PROVIDED DATA below:

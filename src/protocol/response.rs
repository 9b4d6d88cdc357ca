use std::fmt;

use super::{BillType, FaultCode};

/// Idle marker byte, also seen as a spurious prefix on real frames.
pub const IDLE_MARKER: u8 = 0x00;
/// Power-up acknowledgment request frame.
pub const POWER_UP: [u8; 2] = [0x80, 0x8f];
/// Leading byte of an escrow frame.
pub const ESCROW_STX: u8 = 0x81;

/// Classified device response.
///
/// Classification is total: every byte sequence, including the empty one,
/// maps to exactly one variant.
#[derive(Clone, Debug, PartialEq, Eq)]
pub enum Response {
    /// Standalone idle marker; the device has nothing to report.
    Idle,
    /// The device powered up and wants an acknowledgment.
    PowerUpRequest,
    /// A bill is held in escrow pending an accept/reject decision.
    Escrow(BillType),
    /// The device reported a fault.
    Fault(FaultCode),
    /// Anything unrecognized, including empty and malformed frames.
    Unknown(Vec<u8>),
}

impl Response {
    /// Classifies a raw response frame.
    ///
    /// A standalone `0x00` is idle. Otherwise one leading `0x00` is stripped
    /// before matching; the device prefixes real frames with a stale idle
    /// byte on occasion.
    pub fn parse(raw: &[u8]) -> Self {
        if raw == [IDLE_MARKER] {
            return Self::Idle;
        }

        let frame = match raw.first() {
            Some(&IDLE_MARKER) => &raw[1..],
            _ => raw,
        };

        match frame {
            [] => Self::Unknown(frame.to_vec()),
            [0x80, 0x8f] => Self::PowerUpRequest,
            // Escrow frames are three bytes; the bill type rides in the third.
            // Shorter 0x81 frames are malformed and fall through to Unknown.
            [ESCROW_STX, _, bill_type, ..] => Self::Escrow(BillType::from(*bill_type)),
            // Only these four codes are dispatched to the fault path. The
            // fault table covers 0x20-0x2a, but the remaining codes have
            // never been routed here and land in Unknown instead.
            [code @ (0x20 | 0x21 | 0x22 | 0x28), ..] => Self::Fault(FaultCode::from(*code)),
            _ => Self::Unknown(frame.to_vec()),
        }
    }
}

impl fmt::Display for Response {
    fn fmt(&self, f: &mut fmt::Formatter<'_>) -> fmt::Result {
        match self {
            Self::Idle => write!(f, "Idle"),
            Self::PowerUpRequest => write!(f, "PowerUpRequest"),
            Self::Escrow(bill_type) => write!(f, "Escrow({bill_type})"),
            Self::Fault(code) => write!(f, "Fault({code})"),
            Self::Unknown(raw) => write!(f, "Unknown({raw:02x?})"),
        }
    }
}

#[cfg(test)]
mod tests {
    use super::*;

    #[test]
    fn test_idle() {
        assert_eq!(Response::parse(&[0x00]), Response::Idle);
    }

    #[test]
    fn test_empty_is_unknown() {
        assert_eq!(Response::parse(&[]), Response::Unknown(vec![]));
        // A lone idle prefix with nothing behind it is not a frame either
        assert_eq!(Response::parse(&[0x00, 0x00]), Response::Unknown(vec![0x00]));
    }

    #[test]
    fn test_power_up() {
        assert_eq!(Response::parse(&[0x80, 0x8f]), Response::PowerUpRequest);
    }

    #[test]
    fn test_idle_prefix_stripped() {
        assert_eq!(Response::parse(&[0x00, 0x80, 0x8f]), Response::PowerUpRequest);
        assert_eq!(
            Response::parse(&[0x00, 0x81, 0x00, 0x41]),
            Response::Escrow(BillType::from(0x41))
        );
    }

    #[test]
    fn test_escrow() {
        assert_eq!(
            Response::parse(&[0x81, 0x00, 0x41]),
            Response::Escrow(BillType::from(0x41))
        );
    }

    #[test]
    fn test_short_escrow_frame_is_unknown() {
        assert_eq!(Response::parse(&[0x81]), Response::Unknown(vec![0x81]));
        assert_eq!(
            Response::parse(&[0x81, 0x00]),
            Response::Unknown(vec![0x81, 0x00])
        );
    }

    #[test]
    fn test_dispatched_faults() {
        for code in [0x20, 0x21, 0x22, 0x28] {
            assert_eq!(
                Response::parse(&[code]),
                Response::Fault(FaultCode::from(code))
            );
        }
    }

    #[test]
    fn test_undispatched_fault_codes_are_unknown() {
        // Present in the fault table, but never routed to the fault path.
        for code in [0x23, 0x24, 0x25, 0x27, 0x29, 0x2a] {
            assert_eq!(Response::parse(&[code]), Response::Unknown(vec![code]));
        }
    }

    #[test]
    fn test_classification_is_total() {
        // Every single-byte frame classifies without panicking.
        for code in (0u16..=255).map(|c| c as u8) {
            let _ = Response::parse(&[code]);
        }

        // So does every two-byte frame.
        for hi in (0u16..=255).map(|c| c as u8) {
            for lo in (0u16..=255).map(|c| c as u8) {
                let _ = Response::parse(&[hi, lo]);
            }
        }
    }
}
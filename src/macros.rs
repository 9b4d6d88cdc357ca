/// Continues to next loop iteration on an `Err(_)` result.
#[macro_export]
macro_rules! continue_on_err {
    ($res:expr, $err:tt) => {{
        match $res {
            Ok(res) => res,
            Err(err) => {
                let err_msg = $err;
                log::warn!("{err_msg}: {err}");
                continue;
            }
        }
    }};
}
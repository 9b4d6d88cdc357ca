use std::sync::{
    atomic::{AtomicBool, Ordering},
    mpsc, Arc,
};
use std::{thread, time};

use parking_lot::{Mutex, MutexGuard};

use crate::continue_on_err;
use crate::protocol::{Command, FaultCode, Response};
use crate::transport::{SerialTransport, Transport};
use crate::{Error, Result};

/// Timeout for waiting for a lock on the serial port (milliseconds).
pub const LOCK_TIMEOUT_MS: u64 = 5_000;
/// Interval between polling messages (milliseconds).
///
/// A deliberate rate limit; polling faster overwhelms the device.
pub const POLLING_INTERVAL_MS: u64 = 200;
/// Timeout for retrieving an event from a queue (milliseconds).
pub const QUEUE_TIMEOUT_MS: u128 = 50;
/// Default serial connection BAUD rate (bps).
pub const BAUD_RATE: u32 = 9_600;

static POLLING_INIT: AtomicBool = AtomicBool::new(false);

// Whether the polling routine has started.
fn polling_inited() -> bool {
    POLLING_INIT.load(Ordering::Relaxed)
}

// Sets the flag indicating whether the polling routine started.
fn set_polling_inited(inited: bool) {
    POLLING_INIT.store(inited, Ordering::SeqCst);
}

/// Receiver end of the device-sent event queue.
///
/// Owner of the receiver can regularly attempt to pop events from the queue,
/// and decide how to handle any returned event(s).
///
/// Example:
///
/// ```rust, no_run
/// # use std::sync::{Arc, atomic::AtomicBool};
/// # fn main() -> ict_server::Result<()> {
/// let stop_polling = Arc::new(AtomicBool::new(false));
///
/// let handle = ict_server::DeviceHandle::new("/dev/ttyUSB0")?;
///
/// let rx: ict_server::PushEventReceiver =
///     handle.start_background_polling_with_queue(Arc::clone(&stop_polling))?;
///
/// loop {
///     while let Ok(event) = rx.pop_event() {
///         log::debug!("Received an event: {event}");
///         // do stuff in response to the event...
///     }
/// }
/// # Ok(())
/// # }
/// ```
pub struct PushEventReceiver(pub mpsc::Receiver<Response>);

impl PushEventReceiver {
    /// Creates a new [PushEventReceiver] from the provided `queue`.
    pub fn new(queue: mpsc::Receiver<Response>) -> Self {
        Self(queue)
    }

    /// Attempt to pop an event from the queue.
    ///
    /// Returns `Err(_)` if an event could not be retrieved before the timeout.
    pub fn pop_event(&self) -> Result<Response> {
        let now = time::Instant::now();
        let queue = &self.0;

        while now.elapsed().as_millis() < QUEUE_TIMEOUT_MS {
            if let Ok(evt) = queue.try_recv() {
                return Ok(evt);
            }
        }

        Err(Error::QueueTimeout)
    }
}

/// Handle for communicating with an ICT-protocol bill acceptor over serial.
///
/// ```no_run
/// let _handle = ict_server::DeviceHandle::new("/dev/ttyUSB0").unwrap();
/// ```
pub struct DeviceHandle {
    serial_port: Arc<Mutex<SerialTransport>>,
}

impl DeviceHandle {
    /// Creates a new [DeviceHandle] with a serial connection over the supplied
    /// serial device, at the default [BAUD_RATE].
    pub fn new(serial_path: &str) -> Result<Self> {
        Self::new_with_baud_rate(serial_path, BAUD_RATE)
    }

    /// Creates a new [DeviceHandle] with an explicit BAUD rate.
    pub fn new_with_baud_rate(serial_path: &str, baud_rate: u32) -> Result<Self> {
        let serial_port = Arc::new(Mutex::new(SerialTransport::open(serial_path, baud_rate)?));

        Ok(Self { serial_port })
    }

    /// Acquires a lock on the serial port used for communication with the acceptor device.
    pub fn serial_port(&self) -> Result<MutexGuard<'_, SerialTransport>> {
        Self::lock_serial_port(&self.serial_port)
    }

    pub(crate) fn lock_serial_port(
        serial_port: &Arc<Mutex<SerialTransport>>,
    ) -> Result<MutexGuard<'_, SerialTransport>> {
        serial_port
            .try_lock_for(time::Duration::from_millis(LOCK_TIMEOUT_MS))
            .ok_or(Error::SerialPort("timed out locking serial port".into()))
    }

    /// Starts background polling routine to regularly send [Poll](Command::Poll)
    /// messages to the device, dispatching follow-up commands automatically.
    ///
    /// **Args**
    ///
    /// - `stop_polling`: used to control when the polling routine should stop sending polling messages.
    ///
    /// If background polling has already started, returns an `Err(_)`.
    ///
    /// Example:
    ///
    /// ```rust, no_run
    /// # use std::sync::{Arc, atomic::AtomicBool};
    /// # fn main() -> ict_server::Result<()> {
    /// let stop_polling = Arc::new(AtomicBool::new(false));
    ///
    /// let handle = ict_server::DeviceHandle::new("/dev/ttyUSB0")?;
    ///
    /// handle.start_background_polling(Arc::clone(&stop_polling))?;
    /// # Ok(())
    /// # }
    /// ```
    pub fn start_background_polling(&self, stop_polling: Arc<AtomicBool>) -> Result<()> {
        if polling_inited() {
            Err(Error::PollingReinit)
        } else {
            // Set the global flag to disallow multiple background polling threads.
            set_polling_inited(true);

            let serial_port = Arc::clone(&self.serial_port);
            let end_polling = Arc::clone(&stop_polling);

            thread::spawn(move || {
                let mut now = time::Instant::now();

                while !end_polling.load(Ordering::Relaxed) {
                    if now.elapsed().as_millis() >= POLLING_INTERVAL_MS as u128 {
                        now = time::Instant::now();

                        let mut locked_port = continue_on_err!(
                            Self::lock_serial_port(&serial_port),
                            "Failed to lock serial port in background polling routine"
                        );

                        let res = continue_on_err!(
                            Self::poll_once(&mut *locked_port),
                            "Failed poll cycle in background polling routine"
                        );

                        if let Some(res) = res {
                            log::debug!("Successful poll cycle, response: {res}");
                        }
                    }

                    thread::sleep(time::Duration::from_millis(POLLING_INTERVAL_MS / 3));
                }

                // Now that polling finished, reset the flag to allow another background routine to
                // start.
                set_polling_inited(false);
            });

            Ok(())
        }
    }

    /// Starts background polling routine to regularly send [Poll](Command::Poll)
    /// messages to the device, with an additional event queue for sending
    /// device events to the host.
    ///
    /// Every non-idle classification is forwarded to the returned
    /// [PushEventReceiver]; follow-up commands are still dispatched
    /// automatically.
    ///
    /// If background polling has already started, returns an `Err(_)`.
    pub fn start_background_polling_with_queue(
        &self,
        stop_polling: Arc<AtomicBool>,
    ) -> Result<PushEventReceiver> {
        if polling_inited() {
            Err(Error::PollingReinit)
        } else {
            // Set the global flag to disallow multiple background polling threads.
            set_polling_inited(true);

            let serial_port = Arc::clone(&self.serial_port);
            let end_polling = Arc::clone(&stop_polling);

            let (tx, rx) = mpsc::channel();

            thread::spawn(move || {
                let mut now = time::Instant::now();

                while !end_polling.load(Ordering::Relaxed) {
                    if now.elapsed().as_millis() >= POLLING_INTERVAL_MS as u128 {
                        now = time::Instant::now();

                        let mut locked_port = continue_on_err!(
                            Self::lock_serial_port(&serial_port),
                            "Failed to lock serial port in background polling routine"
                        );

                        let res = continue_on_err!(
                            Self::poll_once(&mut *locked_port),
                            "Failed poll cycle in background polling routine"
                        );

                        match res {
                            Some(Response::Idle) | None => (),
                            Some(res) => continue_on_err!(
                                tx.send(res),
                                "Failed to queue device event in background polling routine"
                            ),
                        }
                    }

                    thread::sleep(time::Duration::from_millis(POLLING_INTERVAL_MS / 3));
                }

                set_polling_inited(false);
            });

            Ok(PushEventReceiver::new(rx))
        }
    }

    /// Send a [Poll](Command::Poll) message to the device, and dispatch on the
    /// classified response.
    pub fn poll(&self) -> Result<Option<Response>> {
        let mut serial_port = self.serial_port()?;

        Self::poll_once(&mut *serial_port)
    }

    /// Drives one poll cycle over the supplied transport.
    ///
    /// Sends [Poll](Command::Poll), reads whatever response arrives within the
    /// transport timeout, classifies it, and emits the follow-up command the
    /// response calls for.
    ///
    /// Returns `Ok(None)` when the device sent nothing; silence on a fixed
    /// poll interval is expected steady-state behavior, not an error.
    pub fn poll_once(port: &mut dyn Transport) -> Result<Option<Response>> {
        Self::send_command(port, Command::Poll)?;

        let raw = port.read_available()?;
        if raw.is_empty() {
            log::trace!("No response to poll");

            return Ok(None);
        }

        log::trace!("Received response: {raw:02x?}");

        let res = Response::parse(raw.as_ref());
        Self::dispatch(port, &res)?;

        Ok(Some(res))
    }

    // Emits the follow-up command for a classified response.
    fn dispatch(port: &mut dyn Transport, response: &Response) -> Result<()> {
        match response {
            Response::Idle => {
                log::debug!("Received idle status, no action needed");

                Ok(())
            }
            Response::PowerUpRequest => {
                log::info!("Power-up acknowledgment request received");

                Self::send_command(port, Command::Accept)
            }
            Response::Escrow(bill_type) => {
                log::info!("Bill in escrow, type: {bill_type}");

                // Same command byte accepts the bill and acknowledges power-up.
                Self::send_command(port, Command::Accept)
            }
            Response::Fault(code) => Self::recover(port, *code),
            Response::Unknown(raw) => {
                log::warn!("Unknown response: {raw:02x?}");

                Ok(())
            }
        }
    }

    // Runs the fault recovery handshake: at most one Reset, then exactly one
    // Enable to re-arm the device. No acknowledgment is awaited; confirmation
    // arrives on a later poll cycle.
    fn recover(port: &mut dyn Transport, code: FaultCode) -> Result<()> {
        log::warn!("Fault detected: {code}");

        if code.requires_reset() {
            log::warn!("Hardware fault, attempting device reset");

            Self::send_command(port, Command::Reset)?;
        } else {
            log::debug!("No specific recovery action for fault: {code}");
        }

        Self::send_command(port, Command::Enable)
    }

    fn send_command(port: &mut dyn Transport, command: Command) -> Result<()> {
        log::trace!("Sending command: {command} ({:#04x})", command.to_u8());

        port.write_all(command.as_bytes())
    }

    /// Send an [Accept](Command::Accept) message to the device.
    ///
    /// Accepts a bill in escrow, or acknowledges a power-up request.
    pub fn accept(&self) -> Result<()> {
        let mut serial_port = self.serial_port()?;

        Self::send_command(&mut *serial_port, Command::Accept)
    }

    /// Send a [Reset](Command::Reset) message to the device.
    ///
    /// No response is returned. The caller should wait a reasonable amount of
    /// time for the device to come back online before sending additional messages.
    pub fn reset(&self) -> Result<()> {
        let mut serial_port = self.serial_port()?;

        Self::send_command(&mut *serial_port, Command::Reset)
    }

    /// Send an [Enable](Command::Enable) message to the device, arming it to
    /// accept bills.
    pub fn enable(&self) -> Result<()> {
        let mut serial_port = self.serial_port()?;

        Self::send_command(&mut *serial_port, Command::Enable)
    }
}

End of PROVIDED DATA.
PROVIDED DATA below:

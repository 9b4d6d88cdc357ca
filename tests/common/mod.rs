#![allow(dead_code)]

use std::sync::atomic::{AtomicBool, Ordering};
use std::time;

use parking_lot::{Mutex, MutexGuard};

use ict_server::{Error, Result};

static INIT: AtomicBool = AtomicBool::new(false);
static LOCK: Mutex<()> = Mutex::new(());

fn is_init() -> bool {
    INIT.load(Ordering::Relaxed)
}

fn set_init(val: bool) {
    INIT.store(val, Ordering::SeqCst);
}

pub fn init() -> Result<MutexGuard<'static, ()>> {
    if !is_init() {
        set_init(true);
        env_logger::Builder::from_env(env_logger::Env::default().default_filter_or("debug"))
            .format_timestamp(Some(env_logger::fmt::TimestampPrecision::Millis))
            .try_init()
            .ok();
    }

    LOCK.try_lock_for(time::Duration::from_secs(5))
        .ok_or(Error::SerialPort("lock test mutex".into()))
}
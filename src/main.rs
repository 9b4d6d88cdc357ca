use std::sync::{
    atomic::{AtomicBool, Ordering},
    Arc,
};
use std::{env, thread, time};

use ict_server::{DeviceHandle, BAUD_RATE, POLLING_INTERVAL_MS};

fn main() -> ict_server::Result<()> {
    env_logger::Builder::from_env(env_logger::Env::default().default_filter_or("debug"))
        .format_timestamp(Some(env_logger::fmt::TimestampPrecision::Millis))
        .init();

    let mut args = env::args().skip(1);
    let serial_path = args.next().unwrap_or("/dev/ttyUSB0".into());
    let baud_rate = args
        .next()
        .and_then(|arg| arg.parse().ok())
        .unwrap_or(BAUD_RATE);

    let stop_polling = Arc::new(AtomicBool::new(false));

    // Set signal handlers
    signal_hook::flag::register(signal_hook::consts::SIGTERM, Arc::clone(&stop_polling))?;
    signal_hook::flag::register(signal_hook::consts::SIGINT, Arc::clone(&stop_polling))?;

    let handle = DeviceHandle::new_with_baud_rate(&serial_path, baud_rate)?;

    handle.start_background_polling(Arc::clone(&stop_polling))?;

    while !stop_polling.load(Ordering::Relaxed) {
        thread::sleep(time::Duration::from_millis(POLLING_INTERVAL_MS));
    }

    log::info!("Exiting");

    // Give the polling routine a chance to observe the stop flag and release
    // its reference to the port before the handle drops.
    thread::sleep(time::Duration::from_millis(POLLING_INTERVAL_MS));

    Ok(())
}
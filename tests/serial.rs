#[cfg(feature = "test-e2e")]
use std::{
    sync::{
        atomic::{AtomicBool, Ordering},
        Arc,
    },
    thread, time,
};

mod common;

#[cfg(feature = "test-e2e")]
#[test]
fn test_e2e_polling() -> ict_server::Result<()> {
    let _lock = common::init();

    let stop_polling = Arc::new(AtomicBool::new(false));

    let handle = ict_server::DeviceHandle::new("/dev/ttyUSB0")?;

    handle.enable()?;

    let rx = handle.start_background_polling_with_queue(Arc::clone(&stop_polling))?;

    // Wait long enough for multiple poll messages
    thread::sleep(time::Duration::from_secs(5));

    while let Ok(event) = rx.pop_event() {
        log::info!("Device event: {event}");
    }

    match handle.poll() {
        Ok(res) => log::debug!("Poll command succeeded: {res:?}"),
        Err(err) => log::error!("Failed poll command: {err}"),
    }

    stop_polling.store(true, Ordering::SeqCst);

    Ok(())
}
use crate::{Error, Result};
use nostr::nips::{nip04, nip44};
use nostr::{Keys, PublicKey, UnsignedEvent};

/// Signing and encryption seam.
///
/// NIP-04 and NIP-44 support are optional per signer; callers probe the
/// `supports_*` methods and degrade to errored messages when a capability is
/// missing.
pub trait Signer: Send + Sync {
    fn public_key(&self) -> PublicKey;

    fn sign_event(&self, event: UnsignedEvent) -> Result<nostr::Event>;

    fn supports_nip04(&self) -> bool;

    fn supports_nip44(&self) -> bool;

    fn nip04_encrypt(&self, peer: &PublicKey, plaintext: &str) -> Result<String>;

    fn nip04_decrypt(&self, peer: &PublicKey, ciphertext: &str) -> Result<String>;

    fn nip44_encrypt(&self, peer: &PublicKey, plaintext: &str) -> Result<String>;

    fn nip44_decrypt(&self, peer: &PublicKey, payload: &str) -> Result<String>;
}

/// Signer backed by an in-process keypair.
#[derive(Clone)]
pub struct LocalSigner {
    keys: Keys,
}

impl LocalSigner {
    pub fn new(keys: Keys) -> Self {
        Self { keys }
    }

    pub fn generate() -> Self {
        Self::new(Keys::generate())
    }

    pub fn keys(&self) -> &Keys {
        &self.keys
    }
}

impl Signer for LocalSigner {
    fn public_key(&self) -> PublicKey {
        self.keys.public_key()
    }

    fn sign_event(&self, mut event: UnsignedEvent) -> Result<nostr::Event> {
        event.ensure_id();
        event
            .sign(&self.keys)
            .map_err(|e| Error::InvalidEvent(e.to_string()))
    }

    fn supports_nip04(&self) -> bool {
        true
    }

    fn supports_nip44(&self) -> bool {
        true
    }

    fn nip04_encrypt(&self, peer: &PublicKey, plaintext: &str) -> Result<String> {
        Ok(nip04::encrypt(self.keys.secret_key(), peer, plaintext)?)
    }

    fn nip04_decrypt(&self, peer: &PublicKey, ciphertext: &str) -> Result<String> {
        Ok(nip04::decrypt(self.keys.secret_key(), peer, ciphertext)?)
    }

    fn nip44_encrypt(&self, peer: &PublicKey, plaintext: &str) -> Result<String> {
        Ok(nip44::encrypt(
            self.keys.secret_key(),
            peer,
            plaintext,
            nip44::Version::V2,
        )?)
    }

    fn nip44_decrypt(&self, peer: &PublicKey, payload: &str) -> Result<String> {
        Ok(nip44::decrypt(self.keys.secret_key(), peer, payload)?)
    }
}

End of PROVIDED DATA.
PROVIDED DATA below:

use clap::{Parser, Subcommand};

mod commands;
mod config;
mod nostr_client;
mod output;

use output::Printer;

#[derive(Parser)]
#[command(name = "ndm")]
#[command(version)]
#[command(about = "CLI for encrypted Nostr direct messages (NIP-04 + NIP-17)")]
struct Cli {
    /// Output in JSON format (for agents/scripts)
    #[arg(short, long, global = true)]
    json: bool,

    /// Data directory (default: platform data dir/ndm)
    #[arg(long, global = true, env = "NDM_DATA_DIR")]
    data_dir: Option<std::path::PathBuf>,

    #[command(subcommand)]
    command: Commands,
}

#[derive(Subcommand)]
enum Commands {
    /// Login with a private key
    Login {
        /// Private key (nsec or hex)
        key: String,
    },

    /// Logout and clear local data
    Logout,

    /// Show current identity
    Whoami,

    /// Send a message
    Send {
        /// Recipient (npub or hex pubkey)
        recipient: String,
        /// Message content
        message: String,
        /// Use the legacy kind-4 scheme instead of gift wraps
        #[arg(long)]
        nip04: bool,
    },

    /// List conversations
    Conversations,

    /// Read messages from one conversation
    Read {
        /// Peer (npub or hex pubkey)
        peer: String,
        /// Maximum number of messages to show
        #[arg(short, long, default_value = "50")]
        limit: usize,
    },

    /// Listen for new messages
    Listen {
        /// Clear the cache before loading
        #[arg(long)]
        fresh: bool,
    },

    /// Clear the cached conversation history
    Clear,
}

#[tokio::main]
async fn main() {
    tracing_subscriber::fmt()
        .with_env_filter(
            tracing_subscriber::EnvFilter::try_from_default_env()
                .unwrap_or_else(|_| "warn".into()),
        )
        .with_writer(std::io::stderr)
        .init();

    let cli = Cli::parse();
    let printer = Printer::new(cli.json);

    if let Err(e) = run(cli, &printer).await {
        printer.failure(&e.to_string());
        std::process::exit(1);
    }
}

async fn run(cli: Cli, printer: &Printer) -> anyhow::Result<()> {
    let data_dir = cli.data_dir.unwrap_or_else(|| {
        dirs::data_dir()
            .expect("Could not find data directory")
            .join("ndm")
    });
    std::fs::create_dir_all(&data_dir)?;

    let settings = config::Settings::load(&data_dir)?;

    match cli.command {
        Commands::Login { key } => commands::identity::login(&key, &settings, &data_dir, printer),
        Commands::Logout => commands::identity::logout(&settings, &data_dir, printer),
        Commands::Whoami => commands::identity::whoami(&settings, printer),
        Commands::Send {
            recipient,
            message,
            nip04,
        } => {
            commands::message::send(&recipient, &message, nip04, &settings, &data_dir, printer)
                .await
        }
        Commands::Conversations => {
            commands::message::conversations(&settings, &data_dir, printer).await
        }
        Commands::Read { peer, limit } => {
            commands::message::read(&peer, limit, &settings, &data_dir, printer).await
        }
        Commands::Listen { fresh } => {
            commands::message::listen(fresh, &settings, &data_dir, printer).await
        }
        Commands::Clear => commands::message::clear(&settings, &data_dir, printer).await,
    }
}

End of PROVIDED DATA.

The answer is every line in the data where the word "mpsc" appears.

_SOLUTION BELOW_
    mpsc, Arc,
pub struct PushEventReceiver(pub mpsc::Receiver<Response>);
    pub fn new(queue: mpsc::Receiver<Response>) -> Self {
            let (tx, rx) = mpsc::channel();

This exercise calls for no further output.